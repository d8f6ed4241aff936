//! Response wrapper carrying the decoded body plus response metadata.
//!
//! [`ServiceResponse<T>`] implements `Deref<Target = T>`, so it can be used
//! like the decoded body directly:
//!
//! ```rust,ignore
//! let response = client.send::<ProfileInner>(spec, TABLE).await?;
//! println!("status {} request {:?}", response.status(), response.request_id());
//! if let Some(profile) = response.as_ref() {
//!     println!("{:?}", profile.name);
//! }
//! ```

use std::ops::{Deref, DerefMut};

use crate::clients::HttpResponse;

/// A decoded response with its status code and request ids.
///
/// # Example
///
/// ```rust
/// use arm_fluent::rest::ServiceResponse;
///
/// let response = ServiceResponse::new(vec![1, 2, 3], 200, Some("req-1".to_string()));
/// assert_eq!(response.len(), 3);
/// assert_eq!(response.status(), 200);
/// assert_eq!(response.request_id(), Some("req-1"));
/// ```
#[derive(Debug, Clone)]
pub struct ServiceResponse<T> {
    body: T,
    status: u16,
    request_id: Option<String>,
    correlation_request_id: Option<String>,
}

impl<T> ServiceResponse<T> {
    /// Creates a new `ServiceResponse`.
    #[must_use]
    pub const fn new(body: T, status: u16, request_id: Option<String>) -> Self {
        Self {
            body,
            status,
            request_id,
            correlation_request_id: None,
        }
    }

    /// Creates a `ServiceResponse` taking metadata from an HTTP response.
    #[must_use]
    pub fn from_http(body: T, response: &HttpResponse) -> Self {
        Self {
            body,
            status: response.code,
            request_id: response.request_id().map(ToString::to_string),
            correlation_request_id: response.correlation_request_id().map(ToString::to_string),
        }
    }

    /// Consumes the response and returns the body.
    #[must_use]
    pub fn into_body(self) -> T {
        self.body
    }

    /// Returns a reference to the body.
    #[must_use]
    pub const fn body(&self) -> &T {
        &self.body
    }

    /// Returns the HTTP status code.
    #[must_use]
    pub const fn status(&self) -> u16 {
        self.status
    }

    /// Returns the `x-ms-request-id` of the response.
    #[must_use]
    pub fn request_id(&self) -> Option<&str> {
        self.request_id.as_deref()
    }

    /// Returns the `x-ms-correlation-request-id` of the response.
    #[must_use]
    pub fn correlation_request_id(&self) -> Option<&str> {
        self.correlation_request_id.as_deref()
    }

    /// Maps the body to a new type, preserving metadata.
    #[must_use]
    pub fn map<U, F>(self, f: F) -> ServiceResponse<U>
    where
        F: FnOnce(T) -> U,
    {
        ServiceResponse {
            body: f(self.body),
            status: self.status,
            request_id: self.request_id,
            correlation_request_id: self.correlation_request_id,
        }
    }
}

impl<T> Deref for ServiceResponse<T> {
    type Target = T;

    fn deref(&self) -> &Self::Target {
        &self.body
    }
}

impl<T> DerefMut for ServiceResponse<T> {
    fn deref_mut(&mut self) -> &mut Self::Target {
        &mut self.body
    }
}

#[cfg(test)]
mod tests {
    use super::*;
    use std::collections::HashMap;

    #[test]
    fn test_from_http_copies_metadata() {
        let mut headers = HashMap::new();
        headers.insert("x-ms-request-id".to_string(), vec!["r1".to_string()]);
        headers.insert(
            "x-ms-correlation-request-id".to_string(),
            vec!["c1".to_string()],
        );
        let http = HttpResponse::new(201, headers, "{}");

        let response = ServiceResponse::from_http("body", &http);
        assert_eq!(response.status(), 201);
        assert_eq!(response.request_id(), Some("r1"));
        assert_eq!(response.correlation_request_id(), Some("c1"));
        assert_eq!(*response, "body");
    }

    #[test]
    fn test_map_preserves_metadata() {
        let response = ServiceResponse::new(2, 202, Some("r".to_string())).map(|n| n * 10);
        assert_eq!(response.status(), 202);
        assert_eq!(response.into_body(), 20);
    }

    #[test]
    fn test_deref_mut_allows_mutation() {
        let mut response = ServiceResponse::new(vec![1], 200, None);
        response.push(2);
        assert_eq!(response.body(), &vec![1, 2]);
    }
}
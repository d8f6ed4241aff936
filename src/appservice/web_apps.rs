//! Entry point for web apps.

use crate::appservice::definition::WebAppDefinition;
use crate::appservice::models::SiteInner;
use crate::appservice::operations::WebAppsClient;
use crate::appservice::web_app::WebApp;
use crate::fluent::Blank;
use crate::rest::{Operation, PagedOperation, ServiceClient};

/// Web apps of one subscription.
#[derive(Debug, Clone)]
pub struct WebApps {
    client: ServiceClient,
}

impl WebApps {
    /// Creates the collection for the client's subscription.
    #[must_use]
    pub const fn new(client: ServiceClient) -> Self {
        Self { client }
    }

    /// Starts the definition of a new web app.
    pub fn define(&self, name: impl Into<String>) -> WebAppDefinition<Blank> {
        WebAppDefinition::new(self.client.clone(), name)
    }

    /// Reads a web app together with its site configuration.
    pub fn get_by_resource_group(
        &self,
        resource_group: impl Into<String>,
        name: impl Into<String>,
    ) -> Operation<WebApp> {
        WebApp::load(self.client.clone(), resource_group.into(), name.into())
    }

    /// Lists the web apps of a resource group, without their configuration.
    pub fn list_by_resource_group(&self, resource_group: &str) -> PagedOperation<SiteInner> {
        WebAppsClient::new(self.client.clone()).list_by_resource_group(resource_group)
    }

    /// Deletes a web app.
    pub fn delete_by_resource_group(&self, resource_group: &str, name: &str) -> Operation<()> {
        WebAppsClient::new(self.client.clone()).delete(resource_group, name)
    }
}
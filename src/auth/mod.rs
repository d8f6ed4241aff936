//! Authentication collaborators for the ARM fluent SDK.
//!
//! The SDK does not acquire or refresh credentials itself. Every request asks
//! a [`TokenCredential`] for a bearer token and sends it in the
//! `Authorization` header; how the token is obtained is up to the
//! implementation.
//!
//! # Overview
//!
//! - [`TokenCredential`]: Async provider of bearer tokens
//! - [`AccessToken`]: A bearer token value
//! - [`StaticTokenCredential`]: A credential that always returns the same token
//! - [`CredentialError`]: Failure to obtain a token
//!
//! # Example
//!
//! ```rust
//! use arm_fluent::{StaticTokenCredential, TokenCredential};
//!
//! # tokio_test::block_on(async {
//! let credential = StaticTokenCredential::new("my-token");
//! let token = credential
//!     .get_token("https://management.azure.com/.default")
//!     .await
//!     .unwrap();
//! assert_eq!(token.secret(), "my-token");
//! # });
//! ```

mod credential;

pub use credential::{AccessToken, CredentialError, StaticTokenCredential, TokenCredential};
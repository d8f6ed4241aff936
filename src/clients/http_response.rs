//! HTTP response types for the ARM fluent SDK.
//!
//! This module provides the [`HttpResponse`] type: status, headers and the
//! raw body text. Decoding the body is left to the request pipeline, which
//! knows which status codes carry which payload.

use std::collections::HashMap;

/// Header carrying the service-assigned request id.
pub const REQUEST_ID_HEADER: &str = "x-ms-request-id";

/// Header carrying the correlation id shared by related requests.
pub const CORRELATION_ID_HEADER: &str = "x-ms-correlation-request-id";

/// An HTTP response from the management endpoint.
///
/// Header names are stored lower-cased; a header may have several values.
///
/// # Example
///
/// ```rust
/// use arm_fluent::clients::HttpResponse;
/// use std::collections::HashMap;
///
/// let mut headers = HashMap::new();
/// headers.insert("x-ms-request-id".to_string(), vec!["req-1".to_string()]);
///
/// let response = HttpResponse::new(200, headers, r#"{"name":"p1"}"#);
/// assert!(response.is_ok());
/// assert!(response.has_body());
/// assert_eq!(response.request_id(), Some("req-1"));
/// ```
#[derive(Clone, Debug)]
pub struct HttpResponse {
    /// The HTTP status code.
    pub code: u16,
    /// Response headers (headers may have multiple values).
    pub headers: HashMap<String, Vec<String>>,
    /// The raw response body. Empty when the service sent none.
    pub body: String,
}

impl HttpResponse {
    /// Creates a new `HttpResponse`, normalizing header names to lower case.
    #[must_use]
    pub fn new(code: u16, headers: HashMap<String, Vec<String>>, body: impl Into<String>) -> Self {
        let headers = headers
            .into_iter()
            .map(|(name, values)| (name.to_lowercase(), values))
            .collect();

        Self {
            code,
            headers,
            body: body.into(),
        }
    }

    /// Returns `true` if the status code is in the 2xx range.
    #[must_use]
    pub const fn is_ok(&self) -> bool {
        self.code >= 200 && self.code <= 299
    }

    /// Returns `true` if the response carries a non-blank body.
    #[must_use]
    pub fn has_body(&self) -> bool {
        !self.body.trim().is_empty()
    }

    /// Returns the first value of a header, matched case-insensitively.
    #[must_use]
    pub fn header(&self, name: &str) -> Option<&str> {
        self.headers
            .get(&name.to_lowercase())
            .and_then(|values| values.first())
            .map(String::as_str)
    }

    /// Returns the `x-ms-request-id` header value, if present.
    #[must_use]
    pub fn request_id(&self) -> Option<&str> {
        self.header(REQUEST_ID_HEADER)
    }

    /// Returns the `x-ms-correlation-request-id` header value, if present.
    #[must_use]
    pub fn correlation_request_id(&self) -> Option<&str> {
        self.header(CORRELATION_ID_HEADER)
    }
}

#[cfg(test)]
mod tests {
    use super::*;

    fn headers(pairs: &[(&str, &str)]) -> HashMap<String, Vec<String>> {
        let mut map: HashMap<String, Vec<String>> = HashMap::new();
        for (name, value) in pairs {
            map.entry((*name).to_string())
                .or_default()
                .push((*value).to_string());
        }
        map
    }

    #[test]
    fn test_is_ok_for_2xx_codes() {
        for code in [200, 201, 202, 204] {
            assert!(HttpResponse::new(code, HashMap::new(), "").is_ok());
        }
        for code in [199, 300, 404, 409, 500] {
            assert!(!HttpResponse::new(code, HashMap::new(), "").is_ok());
        }
    }

    #[test]
    fn test_header_names_are_normalized() {
        let response = HttpResponse::new(
            200,
            headers(&[
                ("X-Ms-Request-Id", "abc"),
                ("X-MS-Correlation-Request-Id", "corr"),
            ]),
            "",
        );

        assert_eq!(response.request_id(), Some("abc"));
        assert_eq!(response.correlation_request_id(), Some("corr"));
        assert_eq!(response.header("X-MS-REQUEST-ID"), Some("abc"));
    }

    #[test]
    fn test_blank_body_is_treated_as_absent() {
        assert!(!HttpResponse::new(204, HashMap::new(), "").has_body());
        assert!(!HttpResponse::new(200, HashMap::new(), " \n").has_body());
        assert!(HttpResponse::new(200, HashMap::new(), "{}").has_body());
    }

    #[test]
    fn test_missing_headers_return_none() {
        let response = HttpResponse::new(200, HashMap::new(), "{}");
        assert!(response.request_id().is_none());
        assert!(response.header("content-type").is_none());
    }
}
//! Building blocks of the staged fluent builders.
//!
//! Builders are type-state machines: each stage is a zero-sized marker type
//! and the builder struct is generic over it, so a method exists only on the
//! stages where it is legal. Required setters move the builder to the next
//! stage; optional setters return the same stage.
//!
//! Nested children are defined with a child builder that takes its parent by
//! value. The child's `attach()` stages it in the parent's
//! [`PendingChildren`] through [`Attachable`] and returns the parent. Nothing
//! is sent until the parent's terminal operation (`create()` or `apply()`),
//! which issues the calls through [`commit_parent`] and [`commit_children`].
//!
//! # Example
//!
//! ```rust,ignore
//! let profile = Profiles::new(client)
//!     .define("profile1")
//!     .with_region(Region::us_central())
//!     .with_existing_resource_group("rg1")
//!     .with_standard_akamai_sku()
//!     .define_new_endpoint("ep1")
//!         .with_origin("origin.example.com")
//!         .with_http_port(8080)
//!         .attach()
//!     .create()
//!     .await?;
//! ```

mod attach;
mod commit;

pub use attach::{Attachable, PendingAction, PendingChildren};
pub use commit::{
    check_child_names, commit_children, commit_parent, parent_failure, ChildResults,
};

/// Marker for a builder with no required field set yet.
#[derive(Debug, Clone, Copy, Default, PartialEq, Eq)]
pub struct Blank;

/// Marker for a top-level definition whose region is set and which needs a
/// resource group next.
#[derive(Debug, Clone, Copy, Default, PartialEq, Eq)]
pub struct WithResourceGroup;

/// Marker for a child builder ready to be attached.
#[derive(Debug, Clone, Copy, Default, PartialEq, Eq)]
pub struct WithAttach;

/// Marker for a parent definition ready to be created.
#[derive(Debug, Clone, Copy, Default, PartialEq, Eq)]
pub struct WithCreate;
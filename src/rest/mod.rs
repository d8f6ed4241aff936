//! The generic request/response pipeline.
//!
//! This module provides everything a resource kind needs to talk to the
//! management endpoint:
//!
//! - **[`ServiceClient`]** and **[`RequestSpec`]**: parameter validation, path
//!   and query construction, dispatch
//! - **[`ResponseTable`]**: the per-operation status table of the wire codec
//! - **[`Operation<T>`]**: one deferred call with its deferred, callback and
//!   blocking invocation forms
//! - **[`PagedOperation<T>`]**: lazy `nextLink` pagination as a `Stream`
//! - **[`Resource<T>`]** and **[`ResourceId`]**: resource wrappers bound to
//!   their remote identity, with [`Refreshable::refresh`]
//! - **[`ArmError`]**: the error taxonomy
//!
//! # Example
//!
//! ```rust,ignore
//! use arm_fluent::rest::{RequestSpec, ResponseTable, ServiceClient};
//! use futures::TryStreamExt;
//!
//! let client = ServiceClient::new(config, credential);
//!
//! // Deferred form
//! let profile = client.send::<ProfileInner>(get_spec, ResponseTable::OK).await?;
//!
//! // Paged listing, fetched lazily
//! let mut endpoints = client.list::<EndpointInner>(list_spec, ResponseTable::OK).into_stream();
//! while let Some(endpoint) = endpoints.try_next().await? {
//!     println!("{:?}", endpoint.name);
//! }
//!
//! // Blocking form (outside any async runtime)
//! let profile = client.send::<ProfileInner>(get_spec, ResponseTable::OK).blocking()?;
//! ```

mod client;
mod codec;
mod errors;
mod operation;
mod pager;
mod path;
mod resource;
mod resource_id;
mod response;

// Public exports
pub use client::{RequestSpec, ServiceClient, SUBSCRIPTION_PARAM};
pub use codec::{encode_body, require_body, ResponseShape, ResponseTable};
pub use errors::{
    ArmError, CloudError, CloudErrorDetail, CloudErrorKind, CommitAction, CommitError,
    Constituent, ConstituentFailure, ValidationError,
};
pub use operation::{Operation, ServiceCall};
pub use pager::{Page, PagedOperation};
pub use path::{build_path, get_path, template_params, ResourceOperation, ResourcePath};
pub use resource::{Refreshable, Resource, ResourceInner};
pub use resource_id::ResourceId;
pub use response::ServiceResponse;
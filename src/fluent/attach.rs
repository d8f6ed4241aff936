//! Pending child sets and the attach contract.

use crate::rest::CommitAction;

/// What a commit will do for one child.
#[derive(Debug, Clone, PartialEq)]
pub enum PendingAction<C> {
    /// Create the child from this value.
    Create(C),
    /// Update the child to this value.
    Update(C),
    /// Delete the child.
    Delete,
}

impl<C> PendingAction<C> {
    /// Returns the commit action this entry performs.
    #[must_use]
    pub const fn commit_action(&self) -> CommitAction {
        match self {
            Self::Create(_) => CommitAction::Create,
            Self::Update(_) => CommitAction::Update,
            Self::Delete => CommitAction::Delete,
        }
    }

    /// Returns the staged value, if any.
    #[must_use]
    pub const fn value(&self) -> Option<&C> {
        match self {
            Self::Create(value) | Self::Update(value) => Some(value),
            Self::Delete => None,
        }
    }
}

/// Ordered map from child name to its pending action.
///
/// Iteration follows insertion order. Staging a name again replaces its
/// action in place, so the original position is kept.
///
/// # Example
///
/// ```rust
/// use arm_fluent::fluent::{PendingAction, PendingChildren};
///
/// let mut pending = PendingChildren::new();
/// pending.insert("b", PendingAction::Create(1));
/// pending.insert("a", PendingAction::Create(2));
/// pending.insert("b", PendingAction::Update(3));
///
/// assert_eq!(pending.names(), vec!["b", "a"]);
/// assert_eq!(pending.get("b"), Some(&PendingAction::Update(3)));
/// ```
#[derive(Debug, Clone, PartialEq)]
pub struct PendingChildren<C> {
    entries: Vec<(String, PendingAction<C>)>,
}

impl<C> Default for PendingChildren<C> {
    fn default() -> Self {
        Self {
            entries: Vec::new(),
        }
    }
}

impl<C> PendingChildren<C> {
    /// Creates an empty set.
    #[must_use]
    pub fn new() -> Self {
        Self::default()
    }

    /// Stages `action` for `name`, replacing any earlier action for that name.
    pub fn insert(&mut self, name: impl Into<String>, action: PendingAction<C>) {
        let name = name.into();
        match self.entries.iter_mut().find(|(existing, _)| *existing == name) {
            Some(entry) => entry.1 = action,
            None => self.entries.push((name, action)),
        }
    }

    /// Returns the staged action for `name`.
    #[must_use]
    pub fn get(&self, name: &str) -> Option<&PendingAction<C>> {
        self.entries
            .iter()
            .find(|(existing, _)| existing == name)
            .map(|(_, action)| action)
    }

    /// Returns a mutable reference to the staged action for `name`.
    pub fn get_mut(&mut self, name: &str) -> Option<&mut PendingAction<C>> {
        self.entries
            .iter_mut()
            .find(|(existing, _)| existing == name)
            .map(|(_, action)| action)
    }

    /// Returns `true` if `name` has a staged action.
    #[must_use]
    pub fn contains(&self, name: &str) -> bool {
        self.get(name).is_some()
    }

    /// Returns the number of staged children.
    #[must_use]
    pub fn len(&self) -> usize {
        self.entries.len()
    }

    /// Returns `true` if nothing is staged.
    #[must_use]
    pub fn is_empty(&self) -> bool {
        self.entries.is_empty()
    }

    /// Iterates `(name, action)` in insertion order.
    pub fn iter(&self) -> impl Iterator<Item = (&str, &PendingAction<C>)> {
        self.entries
            .iter()
            .map(|(name, action)| (name.as_str(), action))
    }

    /// Returns the staged names in insertion order.
    #[must_use]
    pub fn names(&self) -> Vec<&str> {
        self.entries.iter().map(|(name, _)| name.as_str()).collect()
    }

    /// Drops every staged action.
    pub fn clear(&mut self) {
        self.entries.clear();
    }
}

/// A parent stage that can receive attached children of type `C`.
///
/// A child builder owns its parent while it is being configured and hands
/// it back from `attach()`; this is the only way it mutates the parent.
pub trait Attachable<C> {
    /// Appends a child to the parent's pending set.
    fn attach_child(&mut self, name: String, action: PendingAction<C>);
}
+ + + + + + +
#### EXERCISE PROMPT:
Out of the records above, pull each line containing the word "RequestSpec".

#### SOLUTION TO THIS TASK:
//! - **[`ServiceClient`]** and **[`RequestSpec`]**: parameter validation, path
//! use arm_fluent::rest::{RequestSpec, ResponseTable, ServiceClient};
pub use client::{RequestSpec, ServiceClient, SUBSCRIPTION_PARAM};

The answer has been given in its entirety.